3)对实施例2制备的样品进行TEM表征和元素分析,结果见图8,其中,图8中的a为单一纺锤形Fe2O3颗粒的形貌特征图,图8中的b为纺锤形Fe2O3颗粒中铁元素的分布图,图8中的c为纺锤形Fe2O3颗粒中氧元素的分布图。由图8可知,Fe2O3颗粒呈现出纺锤形形貌,其单体均由Fe、O两种主要元素均匀分布构成。
应用例
实施例2制备的α-Fe2O3纳米颗粒对蛋白质吸附性能研究:
1、牛血清白蛋白(BSA)标准液的制备
(1)用分析天平准确称量牛血清白蛋白10mg,称量完毕后马上放入冰箱中,在2~8℃下保存。用去离子水使其在烧杯中溶解,移入100mL容量瓶中定容,得到浓度为0.1mg·mL-1的牛血清白蛋白溶液。
(2)取六个相同的容量瓶,依次贴上标签纸,编号分别为1、2、3、4、5、6号,用1000μg的移液枪分别按表1取样,再在六个称量瓶中分别加入5mL刚配制好的考马斯亮蓝溶液,考马斯亮蓝溶液用5mL量筒量取。
表1牛血清白蛋白标准曲线的测定
将牛血清蛋白标准溶液、去离子水和考马斯亮蓝溶液加入小称量瓶后,轻轻摇匀(若猛烈摇晃会产生大量泡沫),静置五分钟后进行紫外-可见分光光度测量。
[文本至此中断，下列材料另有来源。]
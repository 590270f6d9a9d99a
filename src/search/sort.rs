use crate::core::Ticket;
use crate::error::{BiletoError, Result};
use serde::{Deserialize, Serialize};
use std::cmp::Ordering;
use std::fmt;
use std::str::FromStr;

/// Order of search results
#[derive(Debug, Clone, Copy, PartialEq, Eq, Default, Serialize, Deserialize)]
#[serde(rename_all = "kebab-case")]
pub enum TicketSort {
    #[default]
    CreatedDesc,
    CreatedAsc,
    UpdatedDesc,
    UpdatedAsc,
    PriorityDesc,
    PriorityAsc,
    NumberAsc,
    NumberDesc,
}

impl TicketSort {
    pub const ALL: [Self; 8] = [
        Self::CreatedDesc,
        Self::CreatedAsc,
        Self::UpdatedDesc,
        Self::UpdatedAsc,
        Self::PriorityDesc,
        Self::PriorityAsc,
        Self::NumberAsc,
        Self::NumberDesc,
    ];

    fn compare(self, a: &Ticket, b: &Ticket) -> Ordering {
        let ordering = match self {
            Self::CreatedDesc => b.created_at.cmp(&a.created_at),
            Self::CreatedAsc => a.created_at.cmp(&b.created_at),
            Self::UpdatedDesc => b.updated_at.cmp(&a.updated_at),
            Self::UpdatedAsc => a.updated_at.cmp(&b.updated_at),
            Self::PriorityDesc => b.priority.cmp(&a.priority),
            Self::PriorityAsc => a.priority.cmp(&b.priority),
            Self::NumberAsc => a.number.cmp(&b.number),
            Self::NumberDesc => b.number.cmp(&a.number),
        };
        // Newest tickets first among equals
        ordering.then_with(|| b.number.cmp(&a.number))
    }

    pub fn sort(self, tickets: &mut [Ticket]) {
        tickets.sort_by(|a, b| self.compare(a, b));
    }
}

impl fmt::Display for TicketSort {
    fn fmt(&self, f: &mut fmt::Formatter<'_>) -> fmt::Result {
        let s = match self {
            Self::CreatedDesc => "created-desc",
            Self::CreatedAsc => "created-asc",
            Self::UpdatedDesc => "updated-desc",
            Self::UpdatedAsc => "updated-asc",
            Self::PriorityDesc => "priority-desc",
            Self::PriorityAsc => "priority-asc",
            Self::NumberAsc => "number-asc",
            Self::NumberDesc => "number-desc",
        };
        write!(f, "{s}")
    }
}

impl FromStr for TicketSort {
    type Err = BiletoError;

    fn from_str(s: &str) -> Result<Self> {
        let normalized = s.trim().to_lowercase().replace('_', "-");
        Self::ALL
            .into_iter()
            .find(|sort| sort.to_string() == normalized)
            .ok_or_else(|| {
                let valid: Vec<_> = Self::ALL.iter().map(ToString::to_string).collect();
                BiletoError::InvalidInput(format!(
                    "Invalid sort: {s}. Must be one of: {}",
                    valid.join(", ")
                ))
            })
    }
}

#[cfg(test)]
mod tests {
    use super::*;
    use crate::core::{Level, OrganizationId, TicketBuilder, UserId};
    use chrono::{Duration, Utc};

    fn tickets() -> Vec<Ticket> {
        let now = Utc::now();
        let organization = OrganizationId::new();
        let requester = UserId::new();
        vec![
            TicketBuilder::new(organization.clone(), requester.clone())
                .number(1)
                .priority(Level::Low)
                .created_at(now - Duration::days(3))
                .updated_at(now)
                .build(),
            TicketBuilder::new(organization.clone(), requester.clone())
                .number(2)
                .priority(Level::High)
                .created_at(now - Duration::days(2))
                .updated_at(now - Duration::days(2))
                .build(),
            TicketBuilder::new(organization, requester)
                .number(3)
                .priority(Level::Low)
                .created_at(now - Duration::days(1))
                .updated_at(now - Duration::days(1))
                .build(),
        ]
    }

    fn numbers(sort: TicketSort) -> Vec<u64> {
        let mut tickets = tickets();
        sort.sort(&mut tickets);
        tickets.iter().map(|t| t.number).collect()
    }

    #[test]
    fn test_sorts() {
        assert_eq!(numbers(TicketSort::default()), vec![3, 2, 1]);
        assert_eq!(numbers(TicketSort::CreatedAsc), vec![1, 2, 3]);
        assert_eq!(numbers(TicketSort::UpdatedDesc), vec![1, 3, 2]);
        assert_eq!(numbers(TicketSort::UpdatedAsc), vec![2, 3, 1]);
        assert_eq!(numbers(TicketSort::PriorityDesc), vec![2, 3, 1]);
        assert_eq!(numbers(TicketSort::PriorityAsc), vec![3, 1, 2]);
        assert_eq!(numbers(TicketSort::NumberDesc), vec![3, 2, 1]);
    }

    #[test]
    fn test_parse() {
        assert_eq!("priority-desc".parse::<TicketSort>().unwrap(), TicketSort::PriorityDesc);
        assert_eq!("Number_Asc".parse::<TicketSort>().unwrap(), TicketSort::NumberAsc);
        assert!("random".parse::<TicketSort>().is_err());
    }
}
通过以上步骤,以牛血清白蛋白的浓度为横坐标,以吸光度值为纵坐标,建立牛血清白蛋白的标准曲线,如图9所示。根据标准曲线拟合的线性方程为y=5.2377x+0.0331,相关系数R2=0.99293,说明紫外-可见分光光度测量方法在对牛血清白蛋白的测定中具有很好的线性关系,可用于测量牛血清白蛋白。
2、不同初始浓度BSA溶液的配制
为了研究牛血清白蛋白的浓度对吸附量Q的影响,进行以下实验操作:将pH=5的磷酸盐缓冲溶液作为溶剂,配制五瓶初始浓度分别为1.75mg·mL-1、2.0mg·mL-1、2.25mg·mL-1、2.5mg·mL-1、2.75mg·mL-1的牛血清白蛋白溶液。分别取100mL上述牛血清白蛋白溶液置于五个锥形瓶中并依次标好浓度,准确称取一定质量的纺锤形Fe2O3纳米颗粒依次加入五个锥形瓶中,同时制作空白对照样加入100mL、pH=5的磷酸盐缓冲溶液,测吸光度时作为参比对照组。将六个锥形瓶超声分散10min后静置3h(包括超声分散的10min)。静置完毕后,取六个称量瓶标上对应的编号,用1000μg移液枪从锥形瓶中各取1mL牛血清白蛋白溶液至对应编号的称量瓶中,再在各个称量瓶中加入5mL考马斯亮蓝溶液,用紫外-可见光分光光度计进行测量,每组读数三次并保存数据。
3、不同初始浓度BSA对吸附量的影响
根据步骤1所得标准曲线,计算上述步骤2中不同初始浓度BSA溶液下的紫外测试数据,所得浓度与初始浓度之差即为BSA的吸附量,对纺锤形Fe2O3纳米颗粒的吸附量进行比较,结果见图10,由图10可知,在一定浓度范围内,纺锤形Fe2O3纳米颗粒对牛血清白蛋白的吸附量随着牛血清白蛋白初始浓度的增加而增大,当牛血清白蛋白的初始浓度达到2.75mg·mL-1时,吸附量逐渐达到饱和状态。
以上所述仅是本发明的优选实施方式,应当指出,对于本技术领域的普通技术人员来说,在不脱离本发明原理的前提下,还可以做出若干改进和润饰,这些改进和润饰也应视为本发明的保护范围。